An unfortunate storage layout for a 3 column CSV (8-bit ASCII characters):

<table>
    <tr>
        <th>Byte Offset</th>
        <th>Value</th>
        <th>Column</th>
    </tr>
    <tr><td>0</td><td>0.4433,</td><td>1</td></tr>
    <tr><td>7</td><td>0.623,</td><td>2</td></tr>
    <tr><td>13</td><td>setosa\n</td><td>3</td></tr>
    <tr><td>20</td><td>0.8866,</td><td>1</td></tr>
    <tr><td>27</td><td>0.31,</td><td>2</td></tr>
    <tr><td>32</td><td>virginica\n</td><td>3</td></tr>
    <tr><td>42</td><td>0.6644,</td><td>1</td></tr>
    </table>

The above table shows how a CSV file may be stored on disk. If we don't force all floating point numbers to have the same number of digits or string fields are not all the same size then we can't be sure how to quickly get all values for a single column (by calculating offsets) without reading every value for every column. This makes doing column-based calculations, like the average of an entire field, very slow and wasteful.
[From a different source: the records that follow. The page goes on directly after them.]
// SPDX-FileCopyrightText: Copyright (c) 2017-2024 slowtec GmbH <post@slowtec.de>
// SPDX-License-Identifier: MIT OR Apache-2.0

//! Modbus RTU backend

use std::{net::SocketAddr, time::Duration};

use async_trait::async_trait;
use log::{debug, trace, warn};
use tokio::{
    io::{AsyncReadExt as _, AsyncWriteExt as _},
    sync::Mutex,
};

use crate::{
    bytes::{Bytes, BytesMut},
    cache::{Fingerprint, ResponseCache},
    codec::rtu::{
        decode_write_reply, encode_read_request, encode_write_request, read_frame_len,
        read_reply_len, verify_crc, verify_reply_header, CRC_LEN, READ_REPLY_HEADER_LEN,
        WRITE_REPLY_LEN,
    },
    error::{Error, LinkError},
    frame::{Address, FunctionCode, Quantity, RegisterKind, UnitId},
};

use super::{discard_pending_input, Backend, Transport};

/// Default upper bound for a single request/reply exchange.
pub const DEFAULT_TIMEOUT: Duration = Duration::from_secs(1);

/// How long to wait for the CRC of a reply that was accepted without it.
const CRC_DRAIN_TIMEOUT: Duration = Duration::from_millis(50);

#[derive(Debug, Clone, Copy, PartialEq, Eq)]
pub struct RtuOptions {
    /// Upper bound for a single request/reply exchange.
    pub timeout: Duration,

    /// Check CRC, unit id and function code of every reply.
    ///
    /// Disabled by default: the reply is then accepted as soon as the
    /// expected number of bytes arrived.
    pub verify_crc: bool,
}

impl Default for RtuOptions {
    fn default() -> Self {
        Self {
            timeout: DEFAULT_TIMEOUT,
            verify_crc: false,
        }
    }
}

impl RtuOptions {
    #[must_use]
    pub fn timeout(mut self, timeout: Duration) -> Self {
        self.timeout = timeout;
        self
    }

    #[must_use]
    pub fn verify_crc(mut self, verify_crc: bool) -> Self {
        self.verify_crc = verify_crc;
        self
    }
}

/// Repeats register requests as Modbus RTU frames.
#[derive(Debug)]
pub struct RtuBackend<T> {
    link: Mutex<T>,
    cache: ResponseCache,
    options: RtuOptions,
}

impl<T> RtuBackend<T>
where
    T: Transport,
{
    #[must_use]
    pub fn new(transport: T) -> Self {
        Self::with_options(transport, RtuOptions::default())
    }

    #[must_use]
    pub fn with_options(transport: T, options: RtuOptions) -> Self {
        Self {
            link: Mutex::new(transport),
            cache: ResponseCache::default(),
            options,
        }
    }

    /// Replace the default cache, e.g. to change its TTL.
    #[must_use]
    pub fn with_cache(mut self, cache: ResponseCache) -> Self {
        self.cache = cache;
        self
    }

    #[must_use]
    pub fn cache(&self) -> &ResponseCache {
        &self.cache
    }

    #[must_use]
    pub fn options(&self) -> RtuOptions {
        self.options
    }

    /// Send `request` and receive exactly `reply_len` bytes.
    ///
    /// Must be called with the link lock held.
    async fn exchange(
        &self,
        link: &mut T,
        request: &[u8],
        reply_len: usize,
    ) -> Result<BytesMut, LinkError> {
        link.clear_buffers()?;
        let discarded = discard_pending_input(link);
        if discarded > 0 {
            debug!("Discarded {discarded} stale byte(s) from the link");
        }

        let exchange = async {
            link.write_all(request).await?;
            link.flush().await?;
            let mut reply = BytesMut::zeroed(reply_len);
            let mut received = 0;
            while received < reply_len {
                let n = link.read(&mut reply[received..]).await?;
                if n == 0 {
                    return Err(LinkError::ShortReply {
                        expected: reply_len,
                        received,
                    });
                }
                received += n;
            }
            Ok::<_, LinkError>(reply)
        };
        tokio::time::timeout(self.options.timeout, exchange)
            .await
            .map_err(|_| LinkError::Timeout)?
    }

    /// Consume the CRC trailing an accepted read reply.
    ///
    /// Must be called with the link lock held, so that late CRC bytes never
    /// end up in the reply of the next exchange. A missing CRC is ignored.
    async fn drain_crc(&self, link: &mut T) {
        let mut crc = [0; CRC_LEN];
        let mut received = 0;
        let drain = async {
            while received < CRC_LEN {
                match link.read(&mut crc[received..]).await {
                    Ok(0) | Err(_) => break,
                    Ok(n) => received += n,
                }
            }
        };
        let wait = CRC_DRAIN_TIMEOUT.min(self.options.timeout);
        if tokio::time::timeout(wait, drain).await.is_err() {
            trace!("Reply CRC incomplete after {wait:?}: {received} byte(s)");
        }
    }

    fn verify_reply(
        &self,
        reply: &[u8],
        unit: UnitId,
        function: FunctionCode,
    ) -> Result<(), LinkError> {
        if self.options.verify_crc {
            verify_reply_header(reply, unit, function)?;
            verify_crc(reply)?;
        }
        Ok(())
    }

    async fn read_from_link(
        &self,
        fingerprint: Fingerprint,
    ) -> Result<Bytes, LinkError> {
        let Fingerprint {
            unit,
            address,
            quantity,
            function,
        } = fingerprint;

        let mut link = self.link.lock().await;
        // An exchange for the same request may have completed while waiting
        // for the lock.
        if let Some(response) = self.cache.lookup(&fingerprint) {
            trace!("Cache hit after link lock for {fingerprint:?}");
            return Ok(response);
        }

        let mut request = BytesMut::new();
        encode_read_request(&mut request, unit, function, address, quantity);
        let reply_len = if self.options.verify_crc {
            read_frame_len(quantity)
        } else {
            read_reply_len(quantity)
        };
        let reply = self.exchange(&mut link, &request, reply_len).await?;
        if !self.options.verify_crc {
            self.drain_crc(&mut link).await;
        }
        self.verify_reply(&reply, unit, function)?;

        let data = reply
            .freeze()
            .slice(READ_REPLY_HEADER_LEN..read_reply_len(quantity));
        self.cache.store(fingerprint, data.clone());
        Ok(data)
    }

    async fn write_to_link(
        &self,
        unit: UnitId,
        address: Address,
        quantity: Quantity,
        data: &[u8],
    ) -> Result<(Address, Quantity), LinkError> {
        let mut link = self.link.lock().await;
        let mut request = BytesMut::new();
        encode_write_request(&mut request, unit, address, quantity, data);
        let reply = self.exchange(&mut link, &request, WRITE_REPLY_LEN).await?;
        self.verify_reply(&reply, unit, FunctionCode::WriteMultipleRegisters)?;
        decode_write_reply(&reply)
    }
}

#[cfg(feature = "serial")]
impl RtuBackend<tokio_serial::SerialStream> {
    /// Open the serial port described by `config`.
    pub fn open_serial(
        config: &crate::config::SerialConfig,
        options: RtuOptions,
    ) -> Result<Self, Error> {
        let serial = tokio_serial::SerialStream::open(&config.to_builder())
            .map_err(|err| Error::BackendUnavailable(err.into()))?;
        Ok(Self::with_options(serial, options))
    }
}

impl RtuBackend<tokio::net::TcpStream> {
    /// Connect to a device server that forwards RTU frames verbatim.
    pub async fn connect_tcp(addr: SocketAddr, options: RtuOptions) -> Result<Self, Error> {
        let stream = tokio::net::TcpStream::connect(addr)
            .await
            .map_err(Error::BackendUnavailable)?;
        stream.set_nodelay(true).map_err(Error::BackendUnavailable)?;
        Ok(Self::with_options(stream, options))
    }
}

#[async_trait]
impl<T> Backend for RtuBackend<T>
where
    T: Transport,
{
    async fn read_registers(
        &self,
        unit: UnitId,
        address: Address,
        quantity: Quantity,
        kind: RegisterKind,
    ) -> Result<Bytes, LinkError> {
        let fingerprint = Fingerprint::new(unit, address, quantity, kind.function_code());
        if let Some(response) = self.cache.lookup(&fingerprint) {
            trace!("Cache hit for {fingerprint:?}");
            return Ok(response);
        }
        self.read_from_link(fingerprint).await.map_err(|err| {
            warn!("Reading {quantity} register(s) at {address} from unit {unit} failed: {err}");
            err
        })
    }

    async fn write_registers(
        &self,
        unit: UnitId,
        address: Address,
        quantity: Quantity,
        data: Bytes,
    ) -> (Address, Quantity) {
        match self.write_to_link(unit, address, quantity, &data).await {
            Ok(ack) => ack,
            Err(err) => {
                warn!("Writing {quantity} register(s) at {address} to unit {unit} failed: {err}");
                (0, 0)
            }
        }
    }
}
If we are doing a calculation that requires all values in a single row, then this structure is fairly convenient; we can parse one row at a time efficiently.

### Further Reading

* [Dask DataFrames](https://docs.dask.org/en/latest/dataframe.html) for distributed and lazy pandas dataframes

## Review 1

* Store as text: Human-readable but slow
* Store as binary: Easily indexable and fast to read/write
* Memory maps: Better I/O in most cases
* Chunking: Good when working on one chunk at a time
* Flat binary: Simple, quick solution, multiple dimensions, no structure

## Parquet

Parquet is another tabular data format and can be thought of as the high
performance binary version of the CSV file.
Analytics workflows typically don't need to read every column from a tabular
format and storing data in something like a CSV file can be very wasteful.
The first difference in what Parquet brings to the table (pun intended) is storing data by
column (image right) instead of by row (image left).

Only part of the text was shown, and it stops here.